An indulgent lunch at Bob Bob Ricard Soho: A Champagne Button, a Red Booth, and the End of My Kitchen Era
Complete with caviar, champagne buttons, and flaming crème brûlée took me back to my childhood kitchen in Istanbul and gently marked the end of an era.
I grew up in kitchens. Not the kind you scroll past on Instagram sleek islands and brass taps, but the warm, chaotic kind where hands moved fast, laughter echoed off tiled walls, and dinner meant something was being created from scratch.
I was always helping. Mostly getting in the way, I’m sure. But my nanny, legendary for her manti, let me. Dough rolling, shaping, filling. Manti takes ages to make, but I never minded. It was our ritual. Prepared with mincemeat inside and a generous swirl of garlicky yoghurt, a fiery sauce poured on top.
And it wasn’t just ours. Everyone on Burgaz Ada, one of Istanbul’s Princes Islands, knew her manti. My mum’s friends, my uncles, the neighbourhood kids we hosted for dinners on the beach. That dish became legendary.
Blue booths at Bob Bob Richard Soho
So you can imagine the odd little emotional memory lane I felt when, at Bob Bob Ricard Soho, I was accidentally served a plate of mushroom dumplings. Not what I’d ordered, but I’m no longer one to fuss. I love mushrooms. I was at a long table of creatives invited by my friend Tim, who now consults for restaurants, and I was happy to be there.

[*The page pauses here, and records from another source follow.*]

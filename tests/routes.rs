use actix_web::cookie::Key;
use actix_web::dev::ServiceResponse;
use actix_web::http::{StatusCode, header};
use actix_web::{App, test, web};
use actix_web_flash_messages::{FlashMessagesFramework, storage::CookieMessageStore};
use tera::Tera;

use catalogo::domain::product::{NewProduct, ProductListQuery};
use catalogo::domain::product_detail::ProductDetailFields;
use catalogo::forms::REQUIRED_MESSAGE;
use catalogo::repository::{
    CategoryReader, ProductDetailReader, ProductReader, ProductWriter, TagReader,
};
use catalogo::routes::{configure, default_not_found};

mod common;

macro_rules! init_app {
    ($repo:expr) => {{
        let tera = Tera::new("templates/**/*").expect("templates should parse");
        let store = CookieMessageStore::builder(Key::generate()).build();
        let flash = FlashMessagesFramework::builder(store).build();
        test::init_service(
            App::new()
                .wrap(flash)
                .configure(configure)
                .default_service(web::to(default_not_found))
                .app_data(web::Data::new(tera))
                .app_data(web::Data::new($repo)),
        )
        .await
    }};
}

fn form_post(uri: &str, body: &str) -> test::TestRequest {
    test::TestRequest::post()
        .uri(uri)
        .insert_header((header::CONTENT_TYPE, "application/x-www-form-urlencoded"))
        .set_payload(body.to_string())
}

fn location<B>(resp: &ServiceResponse<B>) -> Option<String> {
    resp.headers()
        .get(header::LOCATION)
        .and_then(|value| value.to_str().ok())
        .map(str::to_string)
}

#[actix_web::test]
async fn test_index_and_lists_render() {
    let test_db = common::TestDb::new("test_index_and_lists_render.db");
    let app = init_app!(test_db.repo());

    for uri in ["/", "/productos", "/categorias", "/etiquetas", "/productos/crear"] {
        let resp = test::call_service(&app, test::TestRequest::get().uri(uri).to_request()).await;
        assert_eq!(resp.status(), StatusCode::OK, "GET {uri}");
    }

    let resp =
        test::call_service(&app, test::TestRequest::get().uri("/no-existe").to_request()).await;
    assert_eq!(resp.status(), StatusCode::NOT_FOUND);
}

#[actix_web::test]
async fn test_create_category_with_empty_name_rerenders_form() {
    let test_db = common::TestDb::new("test_create_category_empty_name.db");
    let repo = test_db.repo();
    let app = init_app!(test_db.repo());

    let resp = test::call_service(
        &app,
        form_post("/categorias/crear", "nombre=&descripcion=Algo").to_request(),
    )
    .await;

    assert_eq!(resp.status(), StatusCode::OK);
    let body = String::from_utf8(test::read_body(resp).await.to_vec()).unwrap();
    assert!(body.contains(REQUIRED_MESSAGE));
    assert!(body.contains("Algo"));
    assert!(repo.list_categories().unwrap().is_empty());
}

#[actix_web::test]
async fn test_create_and_edit_category_redirect_to_list() {
    let test_db = common::TestDb::new("test_create_edit_category.db");
    let repo = test_db.repo();
    let app = init_app!(test_db.repo());

    let resp = test::call_service(
        &app,
        form_post("/categorias/crear", "nombre=Hogar&descripcion=").to_request(),
    )
    .await;
    assert_eq!(resp.status(), StatusCode::SEE_OTHER);
    assert_eq!(location(&resp).as_deref(), Some("/categorias"));

    let categories = repo.list_categories().unwrap();
    assert_eq!(categories.len(), 1);
    assert!(categories[0].description.is_none());

    let uri = format!("/categorias/{}/editar", categories[0].id);
    let resp = test::call_service(&app, form_post(&uri, "nombre=Casa").to_request()).await;
    assert_eq!(resp.status(), StatusCode::SEE_OTHER);
    assert_eq!(
        repo.get_category_by_id(categories[0].id).unwrap().unwrap().name,
        "Casa"
    );
}

#[actix_web::test]
async fn test_missing_product_returns_not_found() {
    let test_db = common::TestDb::new("test_missing_product_404.db");
    let category = common::create_category(&test_db.repo(), "Muebles");
    let app = init_app!(test_db.repo());

    for uri in [
        "/productos/999",
        "/productos/999/editar",
        "/productos/999/eliminar",
    ] {
        let resp = test::call_service(&app, test::TestRequest::get().uri(uri).to_request()).await;
        assert_eq!(resp.status(), StatusCode::NOT_FOUND, "GET {uri}");
    }

    let body = format!(
        "nombre=Silla&descripcion=Roble&precio=10&categoria={}",
        category.id
    );
    for uri in ["/productos/999/editar", "/productos/999/eliminar"] {
        let resp = test::call_service(&app, form_post(uri, &body).to_request()).await;
        assert_eq!(resp.status(), StatusCode::NOT_FOUND, "POST {uri}");
    }
}

#[actix_web::test]
async fn test_missing_category_and_tag_return_not_found() {
    let test_db = common::TestDb::new("test_missing_category_tag_404.db");
    let app = init_app!(test_db.repo());

    for uri in [
        "/categorias/5/editar",
        "/categorias/5/eliminar",
        "/etiquetas/5/editar",
        "/etiquetas/5/eliminar",
    ] {
        let resp = test::call_service(&app, test::TestRequest::get().uri(uri).to_request()).await;
        assert_eq!(resp.status(), StatusCode::NOT_FOUND, "GET {uri}");

        let resp = test::call_service(&app, form_post(uri, "nombre=X").to_request()).await;
        assert_eq!(resp.status(), StatusCode::NOT_FOUND, "POST {uri}");
    }
}

#[actix_web::test]
async fn test_product_delete_confirmation_then_delete() {
    let test_db = common::TestDb::new("test_product_delete_flow.db");
    let repo = test_db.repo();
    let category = common::create_category(&repo, "Cocina");
    let product = repo
        .create_product(&NewProduct::new("Olla", "Acero", 3000, category.id))
        .unwrap();
    let app = init_app!(test_db.repo());

    let uri = format!("/productos/{}/eliminar", product.id);

    let resp = test::call_service(&app, test::TestRequest::get().uri(&uri).to_request()).await;
    assert_eq!(resp.status(), StatusCode::OK);
    assert!(repo.get_product_by_id(product.id).unwrap().is_some());

    let resp = test::call_service(&app, form_post(&uri, "").to_request()).await;
    assert_eq!(resp.status(), StatusCode::SEE_OTHER);
    assert_eq!(location(&resp).as_deref(), Some("/productos"));

    let detail_uri = format!("/productos/{}", product.id);
    let resp =
        test::call_service(&app, test::TestRequest::get().uri(&detail_uri).to_request()).await;
    assert_eq!(resp.status(), StatusCode::NOT_FOUND);
}

#[actix_web::test]
async fn test_category_delete_removes_its_products() {
    let test_db = common::TestDb::new("test_category_delete_route.db");
    let repo = test_db.repo();
    let category = common::create_category(&repo, "Temporada");
    for name in ["Gorro", "Bufanda"] {
        repo.create_product(&NewProduct::new(name, "Lana", 1000, category.id))
            .unwrap();
    }
    let app = init_app!(test_db.repo());

    let uri = format!("/categorias/{}/eliminar", category.id);
    let resp = test::call_service(&app, test::TestRequest::get().uri(&uri).to_request()).await;
    assert_eq!(resp.status(), StatusCode::OK);
    let body = String::from_utf8(test::read_body(resp).await.to_vec()).unwrap();
    assert!(body.contains("2 productos"));
    assert_eq!(repo.list_products(ProductListQuery::new()).unwrap().len(), 2);

    let resp = test::call_service(&app, form_post(&uri, "").to_request()).await;
    assert_eq!(resp.status(), StatusCode::SEE_OTHER);
    assert!(repo.list_products(ProductListQuery::new()).unwrap().is_empty());

    let resp = test::call_service(&app, test::TestRequest::get().uri(&uri).to_request()).await;
    assert_eq!(resp.status(), StatusCode::NOT_FOUND);
}

#[actix_web::test]
async fn test_tag_delete_keeps_products() {
    let test_db = common::TestDb::new("test_tag_delete_route.db");
    let repo = test_db.repo();
    let category = common::create_category(&repo, "Libros");
    let tag = common::create_tag(&repo, "Oferta");
    let product = repo
        .create_product(
            &NewProduct::new("Quijote", "Novela", 2000, category.id).with_tags(vec![tag.id]),
        )
        .unwrap();
    let app = init_app!(test_db.repo());

    let uri = format!("/etiquetas/{}/eliminar", tag.id);
    let resp = test::call_service(&app, test::TestRequest::get().uri(&uri).to_request()).await;
    assert_eq!(resp.status(), StatusCode::OK);
    assert!(repo.get_tag_by_id(tag.id).unwrap().is_some());
    let untouched = repo.get_product_by_id(product.id).unwrap().unwrap();
    assert_eq!(untouched.tag_ids(), vec![tag.id]);

    let resp = test::call_service(&app, form_post(&uri, "").to_request()).await;
    assert_eq!(resp.status(), StatusCode::SEE_OTHER);

    assert!(repo.list_tags().unwrap().is_empty());
    let fetched = repo.get_product_by_id(product.id).unwrap().unwrap();
    assert!(fetched.tags.is_empty());
}

#[actix_web::test]
async fn test_create_product_with_both_detail_spellings() {
    let test_db = common::TestDb::new("test_create_product_both_spellings.db");
    let repo = test_db.repo();
    let category = common::create_category(&repo, "Jardín");
    let app = init_app!(test_db.repo());

    let body = format!(
        "nombre=Maceta&descripcion=Barro&precio=5&categoria={}&dimensiones=20x20&dimensions=10x10&peso=&weight=1.5",
        category.id
    );
    let resp = test::call_service(&app, form_post("/productos/crear", &body).to_request()).await;
    assert_eq!(resp.status(), StatusCode::SEE_OTHER);

    let products = repo.list_products(ProductListQuery::new()).unwrap();
    assert_eq!(products.len(), 1);
    let detail = products[0].detail.as_ref().expect("detail row expected");
    assert_eq!(detail.dimensions.as_deref(), Some("20x20"));
    assert_eq!(detail.weight, Some(1.5));
}

#[actix_web::test]
async fn test_create_product_with_tags_and_detail() {
    let test_db = common::TestDb::new("test_create_product_route.db");
    let repo = test_db.repo();
    let category = common::create_category(&repo, "Muebles");
    let nuevo = common::create_tag(&repo, "Nuevo");
    let oferta = common::create_tag(&repo, "Oferta");
    let app = init_app!(test_db.repo());

    let body = format!(
        "nombre=Silla&descripcion=Roble&precio=49.90&categoria={}&etiquetas={}&etiquetas={}&dimensiones=&peso=5",
        category.id, nuevo.id, oferta.id
    );
    let resp = test::call_service(&app, form_post("/productos/crear", &body).to_request()).await;
    assert_eq!(resp.status(), StatusCode::SEE_OTHER);
    assert_eq!(location(&resp).as_deref(), Some("/productos"));

    let products = repo.list_products(ProductListQuery::new()).unwrap();
    assert_eq!(products.len(), 1);
    let product = &products[0];
    assert_eq!(product.price_cents, 4990);
    assert_eq!(product.tag_ids(), vec![nuevo.id, oferta.id]);
    let detail = product.detail.as_ref().expect("detail row expected");
    assert!(detail.dimensions.is_none());
    assert_eq!(detail.weight, Some(5.0));
}

#[actix_web::test]
async fn test_create_product_without_detail_values() {
    let test_db = common::TestDb::new("test_create_product_no_detail.db");
    let repo = test_db.repo();
    let category = common::create_category(&repo, "Cocina");
    let app = init_app!(test_db.repo());

    let body = format!(
        "nombre=Taza&descripcion=Cer%C3%A1mica&precio=3.5&categoria={}&dimensiones=&peso=",
        category.id
    );
    let resp = test::call_service(&app, form_post("/productos/crear", &body).to_request()).await;
    assert_eq!(resp.status(), StatusCode::SEE_OTHER);

    assert!(repo.list_product_details().unwrap().is_empty());
}

#[actix_web::test]
async fn test_rejected_product_form_keeps_selected_tags() {
    let test_db = common::TestDb::new("test_rejected_product_form.db");
    let repo = test_db.repo();
    common::create_category(&repo, "Cocina");
    let tag = common::create_tag(&repo, "Oferta");
    let app = init_app!(test_db.repo());

    let body = format!(
        "nombre=Taza&descripcion=Blanca&precio=3&categoria=&etiquetas={}",
        tag.id
    );
    let resp = test::call_service(&app, form_post("/productos/crear", &body).to_request()).await;

    assert_eq!(resp.status(), StatusCode::OK);
    let body = String::from_utf8(test::read_body(resp).await.to_vec()).unwrap();
    assert!(body.contains(REQUIRED_MESSAGE));
    assert!(body.contains("checked"));
    assert!(body.contains("value=\"Taza\""));
    assert!(repo.list_products(ProductListQuery::new()).unwrap().is_empty());
}

#[actix_web::test]
async fn test_edit_product_clears_weight_and_redirects_to_detail() {
    let test_db = common::TestDb::new("test_edit_product_route.db");
    let repo = test_db.repo();
    let category = common::create_category(&repo, "Jardín");
    let product = repo
        .create_product(
            &NewProduct::new("Maceta", "Barro", 1200, category.id)
                .with_detail(ProductDetailFields::new(None, Some(5.0))),
        )
        .unwrap();
    let app = init_app!(test_db.repo());

    let uri = format!("/productos/{}/editar", product.id);
    let body = format!(
        "nombre=Maceta+grande&descripcion=Barro&precio=15&categoria={}",
        category.id
    );
    let resp = test::call_service(&app, form_post(&uri, &body).to_request()).await;

    assert_eq!(resp.status(), StatusCode::SEE_OTHER);
    assert_eq!(
        location(&resp),
        Some(format!("/productos/{}", product.id))
    );

    let updated = repo.get_product_by_id(product.id).unwrap().unwrap();
    assert_eq!(updated.name, "Maceta grande");
    assert_eq!(updated.price_cents, 1500);
    let detail = updated.detail.expect("detail row is kept");
    assert!(detail.weight.is_none());
}

#[actix_web::test]
async fn test_product_list_filters() {
    let test_db = common::TestDb::new("test_product_list_filters_route.db");
    let repo = test_db.repo();
    let cocina = common::create_category(&repo, "Cocina");
    let salon = common::create_category(&repo, "Salón");
    repo.create_product(&NewProduct::new("Tabla ABC", "Madera", 100, cocina.id))
        .unwrap();
    repo.create_product(&NewProduct::new("Lámpara abc", "Pie", 100, salon.id))
        .unwrap();
    repo.create_product(&NewProduct::new("Cuchillo", "Acero", 100, cocina.id))
        .unwrap();
    let app = init_app!(test_db.repo());

    let uri = format!("/productos?nombre=abc&categoria={}", cocina.id);
    let resp = test::call_service(&app, test::TestRequest::get().uri(&uri).to_request()).await;
    assert_eq!(resp.status(), StatusCode::OK);
    let body = String::from_utf8(test::read_body(resp).await.to_vec()).unwrap();
    assert!(body.contains("Tabla ABC"));
    assert!(!body.contains("Lámpara abc"));
    assert!(!body.contains("Cuchillo"));

    let resp = test::call_service(
        &app,
        test::TestRequest::get()
            .uri("/productos?categoria=cocina")
            .to_request(),
    )
    .await;
    assert_eq!(resp.status(), StatusCode::OK);
    let body = String::from_utf8(test::read_body(resp).await.to_vec()).unwrap();
    assert!(!body.contains("Tabla ABC"));
}
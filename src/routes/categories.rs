use actix_web::{HttpResponse, Responder, get, post, web};
use actix_web_flash_messages::{FlashMessage, IncomingFlashMessages};
use tera::Tera;

use crate::forms::categories::CategoryForm;
use crate::repository::DieselRepository;
use crate::routes::{base_context, not_found, redirect, render_template};
use crate::services::ServiceError;
use crate::services::categories::{
    CategoryFormPage, create_category, load_categories, load_category, load_category_deletion,
    load_edit_category_form, modify_category, new_category_form, remove_category,
};

fn render_form(
    tera: &Tera,
    flash_messages: &IncomingFlashMessages,
    page: &CategoryFormPage,
) -> HttpResponse {
    let mut context = base_context(flash_messages, "categorias");
    context.insert("form", &page.form);
    context.insert("errors", &page.errors);
    context.insert("category", &page.category);
    context.insert(
        "accion",
        if page.category.is_some() {
            "Editar"
        } else {
            "Crear"
        },
    );
    render_template(tera, "categorias/formulario.html", &context)
}

#[get("/categorias")]
pub async fn show_categories(
    repo: web::Data<DieselRepository>,
    flash_messages: IncomingFlashMessages,
    tera: web::Data<Tera>,
) -> impl Responder {
    match load_categories(repo.get_ref()) {
        Ok(categories) => {
            let mut context = base_context(&flash_messages, "categorias");
            context.insert("categories", &categories);
            render_template(&tera, "categorias/lista.html", &context)
        }
        Err(err) => {
            log::error!("Failed to list categories: {err}");
            HttpResponse::InternalServerError().finish()
        }
    }
}

#[get("/categorias/crear")]
pub async fn new_category(
    flash_messages: IncomingFlashMessages,
    tera: web::Data<Tera>,
) -> impl Responder {
    render_form(&tera, &flash_messages, &new_category_form())
}

#[post("/categorias/crear")]
pub async fn add_category(
    repo: web::Data<DieselRepository>,
    flash_messages: IncomingFlashMessages,
    tera: web::Data<Tera>,
    web::Form(form): web::Form<CategoryForm>,
) -> impl Responder {
    match create_category(repo.get_ref(), &form) {
        Ok(category) => {
            FlashMessage::success(format!("Categoría «{}» creada.", category.name)).send();
            redirect("/categorias")
        }
        Err(ServiceError::Form(errors)) => render_form(
            &tera,
            &flash_messages,
            &CategoryFormPage::rejected(form, errors, None),
        ),
        Err(err) => {
            log::error!("Failed to create category: {err}");
            HttpResponse::InternalServerError().finish()
        }
    }
}

#[get("/categorias/{category_id:\\d+}/editar")]
pub async fn edit_category_form(
    path: web::Path<i32>,
    repo: web::Data<DieselRepository>,
    flash_messages: IncomingFlashMessages,
    tera: web::Data<Tera>,
) -> impl Responder {
    let category_id = path.into_inner();

    match load_edit_category_form(repo.get_ref(), category_id) {
        Ok(page) => render_form(&tera, &flash_messages, &page),
        Err(ServiceError::NotFound) => not_found(&tera),
        Err(err) => {
            log::error!("Failed to load category {category_id}: {err}");
            HttpResponse::InternalServerError().finish()
        }
    }
}

#[post("/categorias/{category_id:\\d+}/editar")]
pub async fn edit_category(
    path: web::Path<i32>,
    repo: web::Data<DieselRepository>,
    flash_messages: IncomingFlashMessages,
    tera: web::Data<Tera>,
    web::Form(form): web::Form<CategoryForm>,
) -> impl Responder {
    let category_id = path.into_inner();

    match modify_category(repo.get_ref(), category_id, &form) {
        Ok(category) => {
            FlashMessage::success(format!("Categoría «{}» actualizada.", category.name)).send();
            redirect("/categorias")
        }
        Err(ServiceError::Form(errors)) => match load_category(repo.get_ref(), category_id) {
            Ok(category) => render_form(
                &tera,
                &flash_messages,
                &CategoryFormPage::rejected(form, errors, Some(category)),
            ),
            Err(ServiceError::NotFound) => not_found(&tera),
            Err(err) => {
                log::error!("Failed to reload category {category_id}: {err}");
                HttpResponse::InternalServerError().finish()
            }
        },
        Err(ServiceError::NotFound) => not_found(&tera),
        Err(err) => {
            log::error!("Failed to modify category {category_id}: {err}");
            HttpResponse::InternalServerError().finish()
        }
    }
}

#[get("/categorias/{category_id:\\d+}/eliminar")]
pub async fn delete_category_confirmation(
    path: web::Path<i32>,
    repo: web::Data<DieselRepository>,
    flash_messages: IncomingFlashMessages,
    tera: web::Data<Tera>,
) -> impl Responder {
    let category_id = path.into_inner();

    match load_category_deletion(repo.get_ref(), category_id) {
        Ok(page) => {
            let mut context = base_context(&flash_messages, "categorias");
            context.insert("category", &page.category);
            context.insert("product_count", &page.product_count);
            render_template(&tera, "categorias/eliminar.html", &context)
        }
        Err(ServiceError::NotFound) => not_found(&tera),
        Err(err) => {
            log::error!("Failed to load category {category_id}: {err}");
            HttpResponse::InternalServerError().finish()
        }
    }
}

#[post("/categorias/{category_id:\\d+}/eliminar")]
pub async fn delete_category(
    path: web::Path<i32>,
    repo: web::Data<DieselRepository>,
    tera: web::Data<Tera>,
) -> impl Responder {
    let category_id = path.into_inner();

    match remove_category(repo.get_ref(), category_id) {
        Ok(()) => {
            FlashMessage::success("Categoría eliminada.").send();
            redirect("/categorias")
        }
        Err(ServiceError::NotFound) => not_found(&tera),
        Err(err) => {
            log::error!("Failed to delete category {category_id}: {err}");
            HttpResponse::InternalServerError().finish()
        }
    }
}
use chrono::{Local, NaiveDateTime};
use diesel::prelude::*;
use diesel::sqlite::SqliteConnection;

use crate::domain::product_detail::{
    ProductDetail as DomainProductDetail, ProductDetailFields as DomainProductDetailFields,
};
use crate::models::product_detail::{
    NewProductDetail, ProductDetail as DbProductDetail, UpdateProductDetail,
};
use crate::repository::{
    DieselRepository, ProductDetailReader, ProductDetailWriter, RepositoryError, RepositoryResult,
};

impl ProductDetailReader for DieselRepository {
    fn list_product_details(&self) -> RepositoryResult<Vec<DomainProductDetail>> {
        use crate::schema::product_details;

        let mut conn = self.conn()?;

        let rows = product_details::table
            .order(product_details::product_id.desc())
            .load::<DbProductDetail>(&mut conn)?;

        Ok(rows.into_iter().map(DomainProductDetail::from).collect())
    }

    fn get_product_detail(&self, product_id: i32) -> RepositoryResult<Option<DomainProductDetail>> {
        let mut conn = self.conn()?;
        let detail = find_detail(&mut conn, product_id)?;
        Ok(detail.map(DomainProductDetail::from))
    }
}

impl ProductDetailWriter for DieselRepository {
    fn create_product_detail(
        &self,
        product_id: i32,
        fields: &DomainProductDetailFields,
    ) -> RepositoryResult<DomainProductDetail> {
        use crate::schema::product_details;

        let mut conn = self.conn()?;

        let created = diesel::insert_into(product_details::table)
            .values(&NewProductDetail::new(product_id, fields))
            .get_result::<DbProductDetail>(&mut conn)?;

        Ok(created.into())
    }

    fn get_or_create_product_detail(
        &self,
        product_id: i32,
    ) -> RepositoryResult<DomainProductDetail> {
        let mut conn = self.conn()?;

        conn.transaction::<DomainProductDetail, RepositoryError, _>(|conn| {
            get_or_create_detail(conn, product_id).map(DomainProductDetail::from)
        })
    }

    fn update_product_detail(
        &self,
        product_id: i32,
        fields: &DomainProductDetailFields,
    ) -> RepositoryResult<DomainProductDetail> {
        let mut conn = self.conn()?;

        let detail = find_detail(&mut conn, product_id)?.ok_or(RepositoryError::NotFound)?;
        let updated = overwrite_detail(&mut conn, detail.id, fields, Local::now().naive_utc())?;

        Ok(updated.into())
    }

    fn delete_product_detail(&self, product_id: i32) -> RepositoryResult<()> {
        use crate::schema::product_details;

        let mut conn = self.conn()?;

        let deleted = diesel::delete(
            product_details::table.filter(product_details::product_id.eq(product_id)),
        )
        .execute(&mut conn)?;

        if deleted == 0 {
            return Err(RepositoryError::NotFound);
        }

        Ok(())
    }
}

fn find_detail(
    conn: &mut SqliteConnection,
    product_id: i32,
) -> RepositoryResult<Option<DbProductDetail>> {
    use crate::schema::product_details;

    Ok(product_details::table
        .filter(product_details::product_id.eq(product_id))
        .first::<DbProductDetail>(conn)
        .optional()?)
}

/// Fetches the product's detail row, inserting an empty one when absent.
///
/// Must run inside a transaction so the lookup and insert are not interleaved.
pub(crate) fn get_or_create_detail(
    conn: &mut SqliteConnection,
    product_id: i32,
) -> RepositoryResult<DbProductDetail> {
    use crate::schema::product_details;

    if let Some(existing) = find_detail(conn, product_id)? {
        return Ok(existing);
    }

    let empty = DomainProductDetailFields::default();
    let created = diesel::insert_into(product_details::table)
        .values(&NewProductDetail::new(product_id, &empty))
        .get_result::<DbProductDetail>(conn)?;

    Ok(created)
}

/// Writes both detail columns; absent values become NULL.
pub(crate) fn overwrite_detail(
    conn: &mut SqliteConnection,
    detail_id: i32,
    fields: &DomainProductDetailFields,
    updated_at: NaiveDateTime,
) -> RepositoryResult<DbProductDetail> {
    use crate::schema::product_details;

    let updated = diesel::update(product_details::table.filter(product_details::id.eq(detail_id)))
        .set(&UpdateProductDetail::new(fields, updated_at))
        .get_result::<DbProductDetail>(conn)?;

    Ok(updated)
}
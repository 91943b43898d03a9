use actix_web::{Responder, get, web};
use actix_web_flash_messages::IncomingFlashMessages;
use tera::Tera;

use crate::routes::{base_context, render_template};

#[get("/")]
pub async fn show_index(
    flash_messages: IncomingFlashMessages,
    tera: web::Data<Tera>,
) -> impl Responder {
    let context = base_context(&flash_messages, "index");
    render_template(&tera, "index.html", &context)
}
//! HTTP handlers and the helpers they share for rendering and redirects.

use actix_web::http::header;
use actix_web::{HttpResponse, http::StatusCode, web};
use actix_web_flash_messages::{IncomingFlashMessages, Level};
use serde::Serialize;
use tera::{Context, Tera};

pub mod categories;
pub mod main;
pub mod products;
pub mod tags;

/// Flash message prepared for the `base.html` alert area.
#[derive(Debug, Serialize)]
struct Alert {
    level: &'static str,
    content: String,
}

fn alert_level_to_str(level: &Level) -> &'static str {
    match level {
        Level::Error => "danger",
        Level::Warning => "warning",
        Level::Success => "success",
        Level::Info => "info",
        Level::Debug => "secondary",
    }
}

/// Context shared by every page: pending flash messages and the active menu entry.
pub fn base_context(flash_messages: &IncomingFlashMessages, current_page: &str) -> Context {
    let alerts: Vec<Alert> = flash_messages
        .iter()
        .map(|message| Alert {
            level: alert_level_to_str(&message.level()),
            content: message.content().to_string(),
        })
        .collect();

    let mut context = Context::new();
    context.insert("alerts", &alerts);
    context.insert("current_page", current_page);
    context
}

/// Render `template` with status 200.
pub fn render_template(tera: &Tera, template: &str, context: &Context) -> HttpResponse {
    render_with_status(tera, template, context, StatusCode::OK)
}

fn render_with_status(
    tera: &Tera,
    template: &str,
    context: &Context,
    status: StatusCode,
) -> HttpResponse {
    match tera.render(template, context) {
        Ok(body) => HttpResponse::build(status)
            .content_type("text/html; charset=utf-8")
            .body(body),
        Err(err) => {
            log::warn!("Failed to render template '{template}': {err:?}");
            HttpResponse::InternalServerError().finish()
        }
    }
}

/// The "page not found" screen with status 404.
pub fn not_found(tera: &Tera) -> HttpResponse {
    let mut context = Context::new();
    context.insert("alerts", &Vec::<Alert>::new());
    context.insert("current_page", "");
    render_with_status(tera, "not_found.html", &context, StatusCode::NOT_FOUND)
}

/// `303 See Other` pointing at `location`.
pub fn redirect(location: &str) -> HttpResponse {
    HttpResponse::SeeOther()
        .insert_header((header::LOCATION, location))
        .finish()
}

/// Fallback for unmatched paths.
pub async fn default_not_found(tera: web::Data<Tera>) -> HttpResponse {
    not_found(&tera)
}

/// Register every catalog route on `cfg`.
pub fn configure(cfg: &mut web::ServiceConfig) {
    cfg.service(main::show_index)
        .service(products::show_products)
        .service(products::new_product)
        .service(products::add_product)
        .service(products::show_product)
        .service(products::edit_product_form)
        .service(products::edit_product)
        .service(products::delete_product_confirmation)
        .service(products::delete_product)
        .service(categories::show_categories)
        .service(categories::new_category)
        .service(categories::add_category)
        .service(categories::edit_category_form)
        .service(categories::edit_category)
        .service(categories::delete_category_confirmation)
        .service(categories::delete_category)
        .service(tags::show_tags)
        .service(tags::new_tag)
        .service(tags::add_tag)
        .service(tags::edit_tag_form)
        .service(tags::edit_tag)
        .service(tags::delete_tag_confirmation)
        .service(tags::delete_tag);
}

Those dumplings? Technically, the Truffle, Potato & Mushroom Vareniki. They didn’t taste anything like manti, but they looked just enough like them to pull me down memory lane.
Lunch began with caviar, served ceremoniously on the back of the hand, as tradition dictates, followed by a shot of vodka served at –18°C. I sipped politely. These days, I’m more “coffee and a good walk” than vodka shots at lunch. But I still pressed the button.
Champagne at Bob Bob Ricard London
Yes, the Champagne Button. Bob Bob Ricard’s claim to fame. Ours was pressed just once for the experience and champagne flowed from a magnum bottle.
Next came seafood platters, stacked like sculpture: lobster, prawns, oysters, clams. I’ve always been a seafood girl. Maybe because I grew up eating it by the sea. Did you know I am happiest by the sea? If you are following me on my Instagram, this may come as a surprise to you.


Oscietra caviar linguine pasta & flaming crème brûlée at Bob Bob Ricard
Back to lunch. And then… the pasta. Oscietra caviar linguine. Creamy, indulgent, beautiful. I rarely eat carbs anymore, but I devoured this. Every briny, buttery bite. Maybe it’s age. Maybe nostalgia. Maybe it’s knowing when something is worth breaking the rules for.
Even dessert got a yes. A flaming crème brûlée, dramatically torched at the table. I’ve never been a dessert person, more nuts than cake, but this one? I ate it all. It was beautiful. And delicious.
Red booths and Wes Anderson style bar at Bob Bob Ricard Soho
We ended the lunch downstairs at Marseille Bob’s, the bar beneath the restaurant, where the bartender wore a red fez and dropped cherries into cocktails with Wes Anderson-level deadpan seriousness. The bar glowed in pinks and reds, equal parts cinematic and surreal.
I suppose what I’m circling around is this:
This wasn’t just a meal. It was a memory prompt. A gentle reminder that I’ve entered a new season, one where I no longer feel compelled to finish the vodka shot, or skip the pasta, or correct the waiter who brings me the wrong plate.
I used to be the one cooking, hosting, feeding teenagers with bottomless appetites, thinking ahead from breakfast to dinner, trying to stock the fridge with the right snacks, the right meals, the right everything.
Come September, those questions: What’s for dinner? asked at breakfast, lunch, and tea, will stop echoing through the house. My daughter will leave for university. The kitchen will be quieter. And I suppose… so will I.
But that doesn’t mean the hosting ends. It just means the guest list is different.
Now, perhaps, it’s time to cook and pour and host for ourselves again. Or not cook at all and take a long walk home after a beautiful lunch that feeds the soul just as much as the stomach. To be seen…. We’ll discover it together.